Лицо Владислава перекосилось, брови обрушились, как крыша, рот скривился, как червяк, нанизанный на закорючку, глаза поблекли, и перекувырнулось сердце через какую-то новую перекладину, перекинутую над пропастью его осоловевшей души:
«Как это, – уточнил Владислав, – куда он стрелял?»
«В упор.

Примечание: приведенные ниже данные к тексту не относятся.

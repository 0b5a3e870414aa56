use kanal::AsyncSender;
use nuance_ai::AiError;
use nuance_core::explore::SearchTicket;
use nuance_types::{AppEvent, Tab, WordEntry};

use crate::events::{Completion, describe};
use crate::state::{ClientState, Services};

/// Show the loading state and fetch in the background. `None` means the
/// controller refused the input (blank topic).
pub async fn start_search(
    client: &mut ClientState,
    services: &Services,
    app_to_ui_tx: &AsyncSender<AppEvent>,
    done_tx: &AsyncSender<Completion>,
    ticket: Option<SearchTicket>,
) -> anyhow::Result<()> {
    let Some(ticket) = ticket else {
        tracing::debug!("blank topic ignored");
        return Ok(());
    };

    let view = client.explore_view();
    app_to_ui_tx.send(AppEvent::ShowExplore(view)).await?;

    // Searching always lands on the explore tab
    if client.tab != Tab::Explore {
        client.tab = Tab::Explore;
        app_to_ui_tx.send(AppEvent::SwitchTab(Tab::Explore)).await?;
    }

    let catalog = services.catalog.clone();
    let done_tx = done_tx.clone();
    tokio::spawn(async move {
        let result = catalog.fetch_by_topic(ticket.topic()).await;
        if let Err(e) = done_tx.send(Completion::Search { ticket, result }).await {
            tracing::debug!("search finished after shutdown: {e}");
        }
    });

    Ok(())
}

pub async fn handle_search_done(
    client: &mut ClientState,
    app_to_ui_tx: &AsyncSender<AppEvent>,
    ticket: SearchTicket,
    result: Result<Vec<WordEntry>, AiError>,
) -> anyhow::Result<()> {
    if !client.explore.complete(ticket, result) {
        return Ok(());
    }

    let view = client.explore_view();
    app_to_ui_tx.send(AppEvent::ShowExplore(view)).await?;

    let notice = client
        .explore
        .last_error()
        .filter(|e| matches!(e, AiError::Configuration))
        .map(describe);
    if let Some(notice) = notice {
        app_to_ui_tx.send(AppEvent::Notice(notice)).await?;
    }

    Ok(())
}

pub async fn handle_reset(
    client: &mut ClientState,
    app_to_ui_tx: &AsyncSender<AppEvent>,
) -> anyhow::Result<()> {
    client.explore.reset();
    tracing::debug!("explore reset to defaults");

    let view = client.explore_view();
    app_to_ui_tx.send(AppEvent::ShowExplore(view)).await?;
    Ok(())
}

В сердце, как когда-то Маяковский», – находчиво и несколько поспешно ответила взволнованная тетка, предполагая, что, приравнивая смерть простого и непримечательного ничем человека к смерти великого поэта, – можно хоть как-то сгладить очевидное различие не только между людьми, но еще и между жизнью и смертью вообще.

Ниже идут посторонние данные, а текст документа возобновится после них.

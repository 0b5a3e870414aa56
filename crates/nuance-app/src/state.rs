use std::sync::Arc;

use nuance_ai::{ChatService, WordCatalog};
use nuance_config::Config;
use nuance_core::assistant::AssistantPanel;
use nuance_core::bookmarks::BookmarkStore;
use nuance_core::cards;
use nuance_core::explore::ExploreController;
use nuance_core::storage::KeyValueStore;
use nuance_types::{CardView, ExploreView, Tab};
use tokio::sync::RwLock;

pub struct AppState {
    pub config: Arc<RwLock<Config>>,
}

impl AppState {
    pub fn new(config: Config) -> Self {
        Self {
            config: Arc::new(RwLock::new(config)),
        }
    }
}

/// Remote collaborators, injected so tests can swap them
#[derive(Clone)]
pub struct Services {
    pub catalog: Arc<dyn WordCatalog>,
    pub chat: Arc<dyn ChatService>,
}

/// Everything the user sees. Owned by the event loop, its only writer.
pub struct ClientState {
    pub explore: ExploreController,
    pub bookmarks: BookmarkStore<Box<dyn KeyValueStore>>,
    pub assistant: AssistantPanel,
    pub tab: Tab,
}

impl ClientState {
    pub fn new(bookmarks: BookmarkStore<Box<dyn KeyValueStore>>) -> Self {
        Self {
            explore: ExploreController::new(),
            bookmarks,
            assistant: AssistantPanel::new(),
            tab: Tab::Explore,
        }
    }

    pub fn explore_view(&self) -> ExploreView {
        cards::explore_view(&self.explore, &self.bookmarks)
    }

    pub fn dictionary(&self) -> Vec<CardView> {
        cards::dictionary_cards(&self.bookmarks)
    }
}
use std::collections::VecDeque;
use std::time::Duration;

use futures_util::StreamExt;
use futures_util::stream::{self, BoxStream};
use tokio::time::timeout;

use super::GeminiClient;
use super::wire::{Content, parse_stream_event};
use crate::sse::SseDecoder;
use crate::{AiError, ChatSession, ChunkStream};

const PERSONA: &str = "\
আপনি একজন প্রাজ্ঞ কোরআন গবেষক, ভাষাবিদ এবং আধ্যাত্মিক মেন্টর। আপনি বাংলা এবং আরবি ভাষায় পারদর্শী।
আপনার উদ্দেশ্য হলো ব্যবহারকারীদের কোরআনের শব্দের গভীর অর্থ, ব্যুৎপত্তি (Etymology) এবং ব্যাখ্যা সম্পর্কে সহায়তা করা।

আপনার আচরণের নিয়মাবলি:
১. সর্বদা সাবলীল বাংলায় উত্তর দেবেন।
২. উত্তরগুলো হবে তথ্যবহুল, গভীর কিন্তু সহজবোধ্য।
৩. ব্যবহারকারীর প্রশ্নের সাথে প্রাসঙ্গিক কোরআনের আয়াত বা হাদিস উল্লেখ করার চেষ্টা করবেন।
৪. যদি ব্যবহারকারী এমন কোনো প্রশ্ন করে যা কোরআন বা ইসলামের সাথে সম্পর্কিত নয়, তবে বিনয়ের সাথে তাকে মূল বিষয়ের দিকে ফিরিয়ে আনার চেষ্টা করবেন অথবা সংক্ষেপে উত্তর দেবেন।
৫. আপনার টোন হবে শান্ত, শ্রদ্ধাপূর্ণ এবং উৎসাহব্যঞ্জক।";

/// Conversation with the mentor persona. The API itself is stateless, so the
/// session keeps the history and replays it on every turn.
pub(crate) struct GeminiChatSession {
    client: GeminiClient,
    history: Vec<Content>,
}

impl GeminiChatSession {
    pub fn new(client: GeminiClient) -> Self {
        Self {
            client,
            history: Vec::new(),
        }
    }
}

impl ChatSession for GeminiChatSession {
    fn send(&mut self, text: &str) -> ChunkStream<'_> {
        let user = Content::user(text);
        let mut contents = self.history.clone();
        contents.push(user.clone());

        let turn = Turn {
            idle: self.client.request_timeout(),
            phase: Phase::Pending {
                client: self.client.clone(),
                contents,
            },
            history: &mut self.history,
            user,
            reply: String::new(),
            decoder: SseDecoder::new(),
            ready: VecDeque::new(),
            failed: None,
        };

        stream::unfold(turn, |mut turn| async move {
            let item = turn.next_chunk().await?;
            Some((item, turn))
        })
        .boxed()
    }
}

enum Phase {
    Pending {
        client: GeminiClient,
        contents: Vec<Content>,
    },
    Streaming(BoxStream<'static, reqwest::Result<Vec<u8>>>),
    Done,
}

/// State of one streamed turn. Once `failed` is set the phase is `Done`, so
/// the error is always the last item.
struct Turn<'a> {
    /// Longest wait for the stream to open or for the next read
    idle: Duration,
    phase: Phase,
    history: &'a mut Vec<Content>,
    user: Content,
    reply: String,
    decoder: SseDecoder,
    ready: VecDeque<String>,
    failed: Option<AiError>,
}

impl Turn<'_> {
    async fn next_chunk(&mut self) -> Option<Result<String, AiError>> {
        loop {
            if let Some(chunk) = self.ready.pop_front() {
                return Some(Ok(chunk));
            }
            if let Some(e) = self.failed.take() {
                return Some(Err(e));
            }

            match std::mem::replace(&mut self.phase, Phase::Done) {
                Phase::Done => return None,
                Phase::Pending { client, contents } => {
                    match timeout(self.idle, client.open_stream(PERSONA, &contents)).await {
                        Ok(Ok(body)) => self.phase = Phase::Streaming(body),
                        Ok(Err(e)) => return Some(Err(e)),
                        Err(_) => return Some(Err(self.stalled())),
                    }
                }
                Phase::Streaming(mut body) => match timeout(self.idle, body.next()).await {
                    Err(_) => return Some(Err(self.stalled())),
                    Ok(Some(Ok(bytes))) => {
                        let events = self.decoder.push(&bytes);
                        if self.accept(events) {
                            self.phase = Phase::Streaming(body);
                        }
                    }
                    Ok(Some(Err(e))) => {
                        tracing::error!("chat stream broke off: {e}");
                        return Some(Err(e.into()));
                    }
                    Ok(None) => {
                        let tail = self.decoder.finish().into_iter().collect();
                        if self.accept(tail) {
                            self.commit();
                        }
                    }
                },
            }
        }
    }

    /// Queue the text of each event. A bad event stops the turn; text
    /// decoded before it is still delivered ahead of the error.
    fn accept(&mut self, events: Vec<String>) -> bool {
        for event in events {
            match parse_stream_event(&event) {
                Ok(text) if text.is_empty() => {}
                Ok(text) => {
                    self.reply.push_str(&text);
                    self.ready.push_back(text);
                }
                Err(e) => {
                    tracing::error!("chat stream sent a bad event: {e}");
                    self.failed = Some(e);
                    return false;
                }
            }
        }
        true
    }

    fn stalled(&self) -> AiError {
        tracing::error!("chat stream idle for {:?}, giving up", self.idle);
        AiError::Service(format!("No data from chat stream for {}s", self.idle.as_secs()))
    }

    /// Record the finished exchange so the next turn carries it as context
    fn commit(&mut self) {
        tracing::debug!("chat turn complete, {} chars", self.reply.chars().count());
        self.history.push(self.user.clone());
        self.history.push(Content::model(std::mem::take(&mut self.reply)));
    }
}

Однако, видя, как искажается пепельно-серое лицо Владислава Витальевича, как трясутся его плечи, видя, как корежится кухня, и коробится перспектива, – она лишь отклонялась и крепко-накрепко, как в кулаке, зажмуривала испуганные глаза.

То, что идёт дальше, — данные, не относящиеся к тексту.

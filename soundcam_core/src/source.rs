// Frame source boundary. The capture device belongs to the host; the detector
// only pulls whatever frame is ready.

use std::sync::Arc;

use parking_lot::Mutex;
use tracing::debug;

use crate::frame::FrameBuffer;
use crate::types::FrameDimensions;

/// Anything that can hand the detector its latest frame.
pub trait FrameSource {
    /// Current stream size. Zero until the stream is negotiated.
    fn dimensions(&self) -> FrameDimensions;

    /// The newest frame, if one is ready. Never blocks.
    fn latest_frame(&mut self) -> Option<FrameBuffer>;
}

/// A frame supplied directly by the caller for a single tick.
impl FrameSource for Option<FrameBuffer> {
    fn dimensions(&self) -> FrameDimensions {
        self.as_ref().map(FrameBuffer::dimensions).unwrap_or_default()
    }

    fn latest_frame(&mut self) -> Option<FrameBuffer> {
        self.take()
    }
}

#[derive(Debug, Default)]
struct SlotState {
    frame: Option<FrameBuffer>,
    dimensions: FrameDimensions,
    overwritten: u64,
}

/// Single-slot, most-recent-wins frame hand-off between a capture thread and
/// the detection loop. Publishing replaces any frame not yet taken, so the
/// detector never works through a backlog.
#[derive(Debug, Clone, Default)]
pub struct LatestFrameSlot {
    inner: Arc<Mutex<SlotState>>,
}

impl LatestFrameSlot {
    pub fn new() -> Self {
        Self::default()
    }

    /// Store `frame`, replacing an unconsumed one. Returns true if a frame was dropped.
    pub fn publish(&self, frame: FrameBuffer) -> bool {
        let mut state = self.inner.lock();
        state.dimensions = frame.dimensions();
        let replaced = state.frame.replace(frame).is_some();
        if replaced {
            state.overwritten += 1;
            debug!(overwritten = state.overwritten, "stale frame replaced");
        }
        replaced
    }

    /// Take the pending frame, leaving the slot empty.
    pub fn take(&self) -> Option<FrameBuffer> {
        self.inner.lock().frame.take()
    }

    pub fn has_frame(&self) -> bool {
        self.inner.lock().frame.is_some()
    }

    /// Frames replaced before the detector got to them.
    pub fn overwritten(&self) -> u64 {
        self.inner.lock().overwritten
    }
}

impl FrameSource for LatestFrameSlot {
    fn dimensions(&self) -> FrameDimensions {
        self.inner.lock().dimensions
    }

    fn latest_frame(&mut self) -> Option<FrameBuffer> {
        self.take()
    }
}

В ответ на вовремя придушенный вопль задыхающегося Владислава в простосердечной душе Акулины Евдокимовны что-то сдвинулось, полетело и начало съеживаться, уменьшаться и, в конце концов, разбилось вдребезги где-то у нее на дне.
«У вас каких-нибудь сигарет не будет?» – спросил сбоку, показавшийся ей посторонним, голос. Это был Владислав.
«Где-то еще есть, – сообщила оглядывающаяся тетка: – Те, что твой отец курил. Сама-то я совсем не курю. Вредно для здоровья».
«Не надо, – запротестовал Владислав, – только не такие же, что курил отец. Не надо. Знаю я, чем все это кончится, если продолжится! Просто выйду на балкон, надо подышать свежим воздухом, – и, взглянув на запылившуюся, танцующую в своих же отблесках люстру, ознобно-напугано произнес, – душно тут у вас, пыльно. Вы проветривали бы хоть. Знаете, сколько в пыли экскрементов пылевых клещей».
Провозившись со шторами, преграждавшими путь, Владислав вылез на улицу: холод, дрожь, окоченение пальцев. На соседнем балконе, к счастью, какой-то плохо освещенный мужчина в матроске, трусах и тапочках, – облокотившись о перила, посасывал с причмокиванием дымящуюся сигарету. Так что Владислав почтительно-невнятно выпросил одну в обмен на односторонний разговор, – его собеседник рассуждал вслепую о расплывчато-сомнительном будущем России; о неоправданном участии в ракетно-ядерном спортсменстве двадцатого века, в паллиативно-соревновательной войне двух душевнобольных держав; о том, что приватизационный чек – это в будущем два, а то и три обещанных автомобиля «Волга»; о коммунистических настроениях, как о каменном веке в современном мире; о возможности переименования Сталинграда в Богороженск в память о злосчастных жертвах деспотического самоуправства в период сталинщины; о демонтаже памятника преступнику-Сталину.
И вот в этот момент хлипкую диафрагму Владислава Витальевича одолел возмущено-равнодушный смешок, – его восприимчивый слух резали все эти губами говорящего вырезанные из сегодняшних газет пропагандистские, антисоветские клише. Владислава позабавило, что он возвратился в Кексгольм и вновь причастен, свидетельствует необузданный событийный поток, никак не относившийся к его неприкаянно-мимолетной, пропащей жизни.